Tale funzione, che è quella che in particolare è sviluppata dallo psicodramma analitico individuativo e che il conduttore interpreta soprattutto nel doppiaggio, è essenziale nell’analisi del controtransfert e, attraverso di esso, del transfert, ma attraverso l’esperienza analitica deve essere progressivamente mostrato al paziente come farla propria.

Illustreremo quest’ultimo punto con un esempio: Furio inizia con un’analista formato allo (e dallo) psicodramma una terapia duale per dei disturbi fobici che hanno finito per compromettere gran parte la sua vita di relazione: non tollera i luoghi chiusi, le situazioni in cui, in compagnia di altra gente, non si sente padrone di andarsene quando vuole, ma anche, emerge in seguito, tutte quelle situazioni in cui non ha l’iniziativa e non può scegliere (controllare) le eventualità (quali ad esempio un esame). Tale fobia non si presenta quando è iperattivo, il che si traduce talora in comportamenti rischiosi ad esempio nel guidare l’automobile.

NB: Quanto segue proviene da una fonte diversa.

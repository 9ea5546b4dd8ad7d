//! Free-text requests routed to a single research endpoint
//!
//! "what's trending?" → trending, "deep dive on Farcaster" → deep research,
//! anything else about a ticker → token analysis.

use regex::Regex;
use serde::Serialize;
use std::sync::OnceLock;

use crate::catalog::{DEEP, SEARCH, SENTIMENT, TOKEN, TRENDING};
use crate::types::Params;

const DEFAULT_SYMBOL: &str = "BTC";

#[derive(Debug, Clone, PartialEq, Eq, Serialize)]
#[serde(tag = "action", rename_all = "snake_case")]
pub enum Action {
    TokenAnalysis { symbol: String },
    Trending,
    Sentiment { query: String },
    Search { query: String },
    DeepResearch { query: String },
}

impl Action {
    /// Catalog name of the endpoint serving this action
    pub fn endpoint_name(&self) -> &'static str {
        match self {
            Self::TokenAnalysis { .. } => TOKEN,
            Self::Trending => TRENDING,
            Self::Sentiment { .. } => SENTIMENT,
            Self::Search { .. } => SEARCH,
            Self::DeepResearch { .. } => DEEP,
        }
    }

    pub fn params(&self) -> Params {
        let pair = |k: &str, v: &str| (k.to_string(), v.to_string());
        match self {
            Self::TokenAnalysis { symbol } => vec![pair("symbol", symbol.as_str()), pair("twitter", "true")],
            Self::Trending => vec![pair("twitter", "true")],
            Self::Sentiment { query } | Self::Search { query } | Self::DeepResearch { query } => {
                vec![pair("query", query.as_str())]
            }
        }
    }
}

fn dollar_ticker() -> &'static Regex {
    static RE: OnceLock<Regex> = OnceLock::new();
    RE.get_or_init(|| Regex::new(r"\$([A-Za-z]+)").expect("static regex"))
}

fn known_ticker() -> &'static Regex {
    static RE: OnceLock<Regex> = OnceLock::new();
    RE.get_or_init(|| {
        Regex::new(r"(?i)\b(SOL|ETH|BTC|WIF|PEPE|VIRTUAL|DOGE)\b").expect("static regex")
    })
}

fn research_verb() -> &'static Regex {
    static RE: OnceLock<Regex> = OnceLock::new();
    RE.get_or_init(|| Regex::new(r"(?i)^(research|search|analyze|look up|find)\s+").expect("static regex"))
}

/// `$TICKER` first, then a well-known ticker, else BTC
pub fn extract_symbol(text: &str) -> String {
    dollar_ticker()
        .captures(text)
        .or_else(|| known_ticker().captures(text))
        .and_then(|c| c.get(1))
        .map(|m| m.as_str().to_uppercase())
        .unwrap_or_else(|| DEFAULT_SYMBOL.to_string())
}

/// Text with a leading research verb removed
pub fn extract_query(text: &str) -> String {
    research_verb().replace(text.trim(), "").trim().to_string()
}

pub fn route(text: &str) -> Action {
    let lower = text.to_lowercase();
    let has = |words: &[&str]| words.iter().any(|w| lower.contains(*w));

    if has(&["deep dive", "deep research", "full research"]) {
        Action::DeepResearch {
            query: extract_query(text),
        }
    } else if has(&["trending", "top movers", "movers"]) {
        Action::Trending
    } else if has(&["sentiment", "twitter", "saying about", "tweets"]) {
        Action::Sentiment {
            query: extract_query(text),
        }
    } else if research_verb().is_match(text.trim()) && !lower.trim_start().starts_with("analyze") {
        Action::Search {
            query: extract_query(text),
        }
    } else {
        Action::TokenAnalysis {
            symbol: extract_symbol(text),
        }
    }
}

#[cfg(test)]
mod tests {
    use super::*;

    #[test]
    fn test_extract_symbol() {
        assert_eq!(extract_symbol("what's the signal on $wif?"), "WIF");
        assert_eq!(extract_symbol("analyze sol for me"), "SOL");
        assert_eq!(extract_symbol("solana ecosystem"), "BTC");
        assert_eq!(extract_symbol("$PEPE vs ETH"), "PEPE");
    }

    #[test]
    fn test_extract_query() {
        assert_eq!(extract_query("research Jupiter DEX"), "Jupiter DEX");
        assert_eq!(extract_query("Look up   Eigenlayer restaking "), "Eigenlayer restaking");
        assert_eq!(extract_query("deep dive on Farcaster"), "deep dive on Farcaster");
    }

    #[test]
    fn test_route() {
        assert_eq!(
            route("analyze SOL for me"),
            Action::TokenAnalysis { symbol: "SOL".into() }
        );
        assert_eq!(route("what's trending in crypto?"), Action::Trending);
        assert_eq!(route("top movers today"), Action::Trending);
        assert!(matches!(route("what's Twitter saying about Solana?"), Action::Sentiment { .. }));
        assert_eq!(
            route("search for Eigenlayer restaking"),
            Action::Search { query: "for Eigenlayer restaking".into() }
        );
        assert_eq!(
            route("full research on Base L2 growth"),
            Action::DeepResearch { query: "full research on Base L2 growth".into() }
        );
    }

    #[test]
    fn test_action_params() {
        let action = route("check ETH price and analysis");
        assert_eq!(action.endpoint_name(), TOKEN);
        assert_eq!(
            action.params(),
            vec![
                ("symbol".to_string(), "ETH".to_string()),
                ("twitter".to_string(), "true".to_string())
            ]
        );
        assert_eq!(
            Action::Search { query: "x".into() }.params(),
            vec![("query".to_string(), "x".to_string())]
        );
    }
}
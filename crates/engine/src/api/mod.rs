//! Research API access: the transport boundary and the free endpoints

pub mod research;
pub mod transport;

pub use research::{DiscoveryDocument, ResearchApi, DEFAULT_BASE_URL};
pub use transport::{HttpRequest, HttpResponse, ReqwestTransport, Transport, TransportError};
fn main() {
    // Version suffix: explicit ALPHA_BUILD_REV, else the git short hash
    let revision = std::env::var("ALPHA_BUILD_REV")
        .ok()
        .filter(|r| !r.trim().is_empty())
        .or_else(git_short_hash)
        .unwrap_or_else(|| "unknown".to_string());

    println!("cargo:rustc-env=GIT_HASH={}", revision.trim());
    println!("cargo:rerun-if-env-changed=ALPHA_BUILD_REV");
    println!("cargo:rerun-if-changed=../../.git/HEAD");
    println!("cargo:rerun-if-changed=../../.git/refs/heads/");
}

fn git_short_hash() -> Option<String> {
    let output = std::process::Command::new("git")
        .args(["rev-parse", "--short", "HEAD"])
        .output()
        .ok()
        .filter(|o| o.status.success())?;
    String::from_utf8(output.stdout)
        .ok()
        .map(|s| s.trim().to_string())
        .filter(|s| !s.is_empty())
}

Fin dall’inizio le sue richieste all’analista oscillano, con stacchi netti, tra due modalità 1) richieste sui farmaci (che è stato chiarito in partenza non è compito dell’analista prescrivere) sulla diagnosi, su come controllare i sintomi, sulla probabilità e sui tempi della guarigione 2) esposizione di emozioni, immagini oniriche e esperienze significative, collegandole con i suoi ricchi interessi artistici, filosofici e letterari. Nella prima posizione il mondo del paziente coincide con la malattia, nella seconda questa sembra essere irrilevante e lo scopo dell’analisi da lui è definito “un viaggio di Ulisse nel mondo interiore”. L’analista si sente a sua volta posto in due ruoli diversi, complementari a quelli assunti dal paziente: nel primo, si sente oggettivato, usato come un computer; nel secondo diviene un compagno di viaggio in un’esperienza piacevole e interessante ma in cui si rischia di perdere di vista la meta.

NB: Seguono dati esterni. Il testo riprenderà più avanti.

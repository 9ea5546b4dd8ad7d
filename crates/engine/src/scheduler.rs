//! Periodic, cancellable task driver
//!
//! Runs a task once immediately and then every `interval` until cancelled or
//! a cycle limit is reached. Each cycle is isolated: an `Err` or a panic is
//! reported on the event channel and the next cycle still runs.

use futures_util::FutureExt;
use rand::Rng;
use std::future::Future;
use std::panic::AssertUnwindSafe;
use std::time::Duration;
use tokio::sync::mpsc;
use tokio::task::JoinHandle;
use tokio_util::sync::CancellationToken;
use tracing::{debug, info, warn};

/// Handed to the task on every cycle
#[derive(Debug, Clone)]
pub struct CycleContext {
    /// 1-based cycle number
    pub cycle: u64,
    /// Child of the scheduler's token; cancelled together with the handle
    pub cancel: CancellationToken,
}

/// Stretch the interval after repeated failures
#[derive(Debug, Clone, PartialEq)]
pub struct Backoff {
    /// Consecutive failures before the interval starts growing
    pub after_failures: u32,
    pub factor: f64,
    pub max_interval: Duration,
}

#[derive(Debug, Clone, Default)]
pub struct ScheduleOptions {
    pub max_cycles: Option<u64>,
    pub backoff: Option<Backoff>,
    /// Upper bound of a random delay added to every wait
    pub jitter: Duration,
}

#[derive(Debug, Clone, Copy, PartialEq, Eq, serde::Serialize)]
pub enum StopReason {
    Cancelled,
    MaxCycles,
}

#[derive(Debug, Clone, PartialEq, Eq, serde::Serialize)]
pub struct RunSummary {
    pub cycles: u64,
    pub failures: u64,
    pub stop: StopReason,
}

#[derive(Debug)]
pub enum CycleEvent<T> {
    Completed {
        cycle: u64,
        output: T,
    },
    Failed {
        cycle: u64,
        error: String,
        consecutive_failures: u32,
    },
    Stopped(RunSummary),
}

pub struct SchedulerHandle<T> {
    cancel: CancellationToken,
    events: Option<mpsc::UnboundedReceiver<CycleEvent<T>>>,
    join: JoinHandle<RunSummary>,
}

impl<T> SchedulerHandle<T> {
    /// Stop after the current cycle; interrupts the inter-cycle wait and
    /// cancels the in-flight cycle's token.
    pub fn cancel(&self) {
        self.cancel.cancel();
    }

    pub fn is_cancelled(&self) -> bool {
        self.cancel.is_cancelled()
    }

    pub fn cancel_token(&self) -> CancellationToken {
        self.cancel.clone()
    }

    /// Event stream; can be taken once
    pub fn take_events(&mut self) -> Option<mpsc::UnboundedReceiver<CycleEvent<T>>> {
        self.events.take()
    }

    pub async fn join(self) -> anyhow::Result<RunSummary> {
        Ok(self.join.await?)
    }
}

/// Spawn the scheduling loop on the current tokio runtime
pub fn run<T, F, Fut>(task: F, interval: Duration, options: ScheduleOptions) -> SchedulerHandle<T>
where
    T: Send + 'static,
    F: FnMut(CycleContext) -> Fut + Send + 'static,
    Fut: Future<Output = anyhow::Result<T>> + Send + 'static,
{
    let cancel = CancellationToken::new();
    let (tx, rx) = mpsc::unbounded_channel();
    let join = tokio::spawn(drive(task, interval, options, cancel.clone(), tx));
    SchedulerHandle {
        cancel,
        events: Some(rx),
        join,
    }
}

async fn drive<T, F, Fut>(
    mut task: F,
    interval: Duration,
    options: ScheduleOptions,
    cancel: CancellationToken,
    events: mpsc::UnboundedSender<CycleEvent<T>>,
) -> RunSummary
where
    F: FnMut(CycleContext) -> Fut,
    Fut: Future<Output = anyhow::Result<T>>,
{
    let mut cycles = 0u64;
    let mut failures = 0u64;
    let mut consecutive = 0u32;
    let reached_limit = |cycles: u64| options.max_cycles.map(|max| cycles >= max).unwrap_or(false);

    info!(interval_secs = interval.as_secs_f64(), max_cycles = ?options.max_cycles, "Scheduler starting");

    let stop = loop {
        if cancel.is_cancelled() {
            break StopReason::Cancelled;
        }
        if reached_limit(cycles) {
            break StopReason::MaxCycles;
        }

        cycles += 1;
        let ctx = CycleContext {
            cycle: cycles,
            cancel: cancel.child_token(),
        };
        let task = &mut task;
        let result = AssertUnwindSafe(async move { task(ctx).await })
            .catch_unwind()
            .await;

        let error = match result {
            Ok(Ok(output)) => {
                consecutive = 0;
                debug!(cycle = cycles, "Cycle completed");
                let _ = events.send(CycleEvent::Completed {
                    cycle: cycles,
                    output,
                });
                None
            }
            Ok(Err(e)) => Some(format!("{:#}", e)),
            Err(panic) => Some(format!("cycle panicked: {}", panic_message(panic.as_ref()))),
        };
        if let Some(error) = error {
            consecutive = consecutive.saturating_add(1);
            failures += 1;
            warn!(cycle = cycles, consecutive, error = %error, "Cycle failed");
            let _ = events.send(CycleEvent::Failed {
                cycle: cycles,
                error,
                consecutive_failures: consecutive,
            });
        }

        if reached_limit(cycles) {
            break StopReason::MaxCycles;
        }

        let wait = next_interval(interval, consecutive, options.backoff.as_ref()) + jitter(options.jitter);
        tokio::select! {
            biased;
            _ = cancel.cancelled() => break StopReason::Cancelled,
            _ = tokio::time::sleep(wait) => {}
        }
    };

    let summary = RunSummary {
        cycles,
        failures,
        stop,
    };
    info!(cycles, failures, stop = ?stop, "Scheduler stopped");
    let _ = events.send(CycleEvent::Stopped(summary.clone()));
    summary
}

/// Interval to wait after a cycle that left `consecutive` failures in a row
pub fn next_interval(base: Duration, consecutive: u32, backoff: Option<&Backoff>) -> Duration {
    let Some(backoff) = backoff else {
        return base;
    };
    if consecutive == 0 || consecutive < backoff.after_failures {
        return base;
    }
    let steps = (consecutive - backoff.after_failures.min(consecutive)) as i32 + 1;
    let cap = backoff.max_interval.max(base);
    Duration::try_from_secs_f64(base.as_secs_f64() * backoff.factor.powi(steps))
        .map(|d| d.min(cap))
        .unwrap_or(cap)
}

fn jitter(max: Duration) -> Duration {
    let max_ms = max.as_millis() as u64;
    if max_ms == 0 {
        return Duration::ZERO;
    }
    Duration::from_millis(rand::thread_rng().gen_range(0..=max_ms))
}

fn panic_message(panic: &(dyn std::any::Any + Send)) -> String {
    if let Some(s) = panic.downcast_ref::<&str>() {
        s.to_string()
    } else if let Some(s) = panic.downcast_ref::<String>() {
        s.clone()
    } else {
        "unknown panic".to_string()
    }
}

#[cfg(test)]
mod tests {
    use super::*;
    use crate::budget::BudgetGuard;
    use crate::client::{CallOptions, PaidHttpClient};
    use crate::testing::{MockSigner, MockTransport};
    use crate::types::{CallOutcome, Endpoint, FailureReason};
    use std::sync::atomic::{AtomicU64, Ordering};
    use std::sync::Arc;
    use tokio::time::Instant;

    fn drain<T>(rx: &mut mpsc::UnboundedReceiver<CycleEvent<T>>) -> Vec<CycleEvent<T>> {
        let mut events = Vec::new();
        while let Ok(event) = rx.try_recv() {
            events.push(event);
        }
        events
    }

    #[tokio::test(start_paused = true)]
    async fn test_runs_immediately_then_every_interval() {
        let count = Arc::new(AtomicU64::new(0));
        let counter = count.clone();
        let start = Instant::now();

        let handle = run(
            move |ctx: CycleContext| {
                let counter = counter.clone();
                async move {
                    counter.fetch_add(1, Ordering::SeqCst);
                    Ok(ctx.cycle)
                }
            },
            Duration::from_secs(300),
            ScheduleOptions {
                max_cycles: Some(3),
                ..Default::default()
            },
        );
        let summary = handle.join().await.unwrap();

        assert_eq!(count.load(Ordering::SeqCst), 3);
        assert_eq!(
            summary,
            RunSummary {
                cycles: 3,
                failures: 0,
                stop: StopReason::MaxCycles
            }
        );
        let elapsed = start.elapsed();
        assert!(elapsed >= Duration::from_secs(600));
        assert!(elapsed < Duration::from_secs(900));
    }

    #[tokio::test(start_paused = true)]
    async fn test_failures_and_panics_are_isolated() {
        let mut handle = run(
            |ctx: CycleContext| async move {
                match ctx.cycle {
                    2 => anyhow::bail!("upstream 503"),
                    3 => panic!("bad payload"),
                    n => Ok(n),
                }
            },
            Duration::from_secs(1),
            ScheduleOptions {
                max_cycles: Some(4),
                ..Default::default()
            },
        );
        let mut rx = handle.take_events().unwrap();
        let summary = handle.join().await.unwrap();

        assert_eq!(summary.cycles, 4);
        assert_eq!(summary.failures, 2);

        let events = drain(&mut rx);
        assert_eq!(events.len(), 5);
        assert!(matches!(events[0], CycleEvent::Completed { cycle: 1, output: 1 }));
        match &events[1] {
            CycleEvent::Failed { cycle, error, consecutive_failures } => {
                assert_eq!(*cycle, 2);
                assert!(error.contains("upstream 503"));
                assert_eq!(*consecutive_failures, 1);
            }
            other => panic!("unexpected event {:?}", other),
        }
        match &events[2] {
            CycleEvent::Failed { error, consecutive_failures, .. } => {
                assert!(error.contains("bad payload"));
                assert_eq!(*consecutive_failures, 2);
            }
            other => panic!("unexpected event {:?}", other),
        }
        assert!(matches!(events[3], CycleEvent::Completed { cycle: 4, output: 4 }));
        assert!(matches!(events[4], CycleEvent::Stopped(_)));
    }

    #[tokio::test(start_paused = true)]
    async fn test_cancel_mid_wait_stops_invocations() {
        let count = Arc::new(AtomicU64::new(0));
        let counter = count.clone();
        let handle = run(
            move |_ctx: CycleContext| {
                let counter = counter.clone();
                async move {
                    counter.fetch_add(1, Ordering::SeqCst);
                    Ok(())
                }
            },
            Duration::from_secs(60),
            ScheduleOptions::default(),
        );

        tokio::time::sleep(Duration::from_secs(30)).await;
        handle.cancel();
        assert!(handle.is_cancelled());
        let summary = handle.join().await.unwrap();

        tokio::time::sleep(Duration::from_secs(600)).await;
        assert_eq!(count.load(Ordering::SeqCst), 1);
        assert_eq!(summary.stop, StopReason::Cancelled);
        assert_eq!(summary.cycles, 1);
    }

    #[tokio::test(start_paused = true)]
    async fn test_cancel_reaches_in_flight_call_before_commit() {
        let transport = Arc::new(MockTransport::new());
        transport.priced("/alpha/deep", 150_000, serde_json::json!({"data": {}}));
        transport.delay("/alpha/deep", Duration::from_secs(10));
        let client = Arc::new(
            PaidHttpClient::new(
                transport.clone(),
                "https://api.test",
                Arc::new(BudgetGuard::per_cycle(1_000_000)),
            )
            .with_signer(Arc::new(MockSigner::valid())),
        );

        let task_client = client.clone();
        let mut handle = run(
            move |ctx: CycleContext| {
                let client = task_client.clone();
                async move {
                    let endpoint = Endpoint::get("deep", "/alpha/deep")
                        .with_timeout(Duration::from_secs(120));
                    let opts = CallOptions {
                        cycle_budget: None,
                        cancel: Some(&ctx.cancel),
                    };
                    Ok(client.call_with(&endpoint, &[], opts).await)
                }
            },
            Duration::from_secs(300),
            ScheduleOptions::default(),
        );
        let mut rx = handle.take_events().unwrap();

        // Probe returns at 10s; cancel while the authorized retry is in flight
        tokio::time::sleep(Duration::from_secs(15)).await;
        handle.cancel();
        handle.join().await.unwrap();

        let events = drain(&mut rx);
        match &events[0] {
            CycleEvent::Completed { output, .. } => assert!(matches!(
                output,
                CallOutcome::TransportFailed(FailureReason::Cancelled)
            )),
            other => panic!("unexpected event {:?}", other),
        }
        let state = client.budget().current_state();
        assert_eq!(state.spent_atomic, 0);
        assert_eq!(state.reserved_atomic, 0);
        assert_eq!(transport.calls_to("/alpha/deep"), 2);
    }

    #[tokio::test(start_paused = true)]
    async fn test_backoff_stretches_wait_and_resets() {
        let start = Instant::now();
        let stamps = Arc::new(std::sync::Mutex::new(Vec::new()));
        let recorder = stamps.clone();
        let handle = run(
            move |ctx: CycleContext| {
                recorder.lock().unwrap().push(start.elapsed().as_secs());
                async move {
                    if ctx.cycle <= 3 {
                        anyhow::bail!("down");
                    }
                    Ok(())
                }
            },
            Duration::from_secs(10),
            ScheduleOptions {
                max_cycles: Some(5),
                backoff: Some(Backoff {
                    after_failures: 2,
                    factor: 2.0,
                    max_interval: Duration::from_secs(30),
                }),
                jitter: Duration::ZERO,
            },
        );
        handle.join().await.unwrap();

        // waits: 10 (1 failure), 20 (2), 30 capped (3), 10 after success
        assert_eq!(*stamps.lock().unwrap(), vec![0, 10, 30, 60, 70]);
    }

    #[test]
    fn test_next_interval() {
        let base = Duration::from_secs(60);
        let backoff = Backoff {
            after_failures: 1,
            factor: 2.0,
            max_interval: Duration::from_secs(600),
        };
        assert_eq!(next_interval(base, 5, None), base);
        assert_eq!(next_interval(base, 0, Some(&backoff)), base);
        assert_eq!(next_interval(base, 1, Some(&backoff)), Duration::from_secs(120));
        assert_eq!(next_interval(base, 3, Some(&backoff)), Duration::from_secs(480));
        assert_eq!(next_interval(base, 40, Some(&backoff)), Duration::from_secs(600));

        let explosive = Backoff {
            after_failures: 1,
            factor: f64::MAX,
            max_interval: Duration::from_secs(600),
        };
        assert_eq!(next_interval(base, 9, Some(&explosive)), Duration::from_secs(600));
    }

    #[test]
    fn test_jitter_bounded() {
        assert_eq!(jitter(Duration::ZERO), Duration::ZERO);
        for _ in 0..50 {
            assert!(jitter(Duration::from_millis(250)) <= Duration::from_millis(250));
        }
    }
}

D’altra parte la prima posizione è in sintonia con antiche valenze razionali-la scienza medica- dell’analista compenetrate da esigenze di controllo ossessivo; la seconda posizione con istanze creativo intuitive-la dimensione fluida, simbolica, ribelle ad ogni limite, ma a rischio di inflazione di certe correnti della psicologia analitica che indulgono troppo a sfumature mistiche. Le due istanze hanno trovato sintesi ed equilibrio nella sua attuale pratica professionale.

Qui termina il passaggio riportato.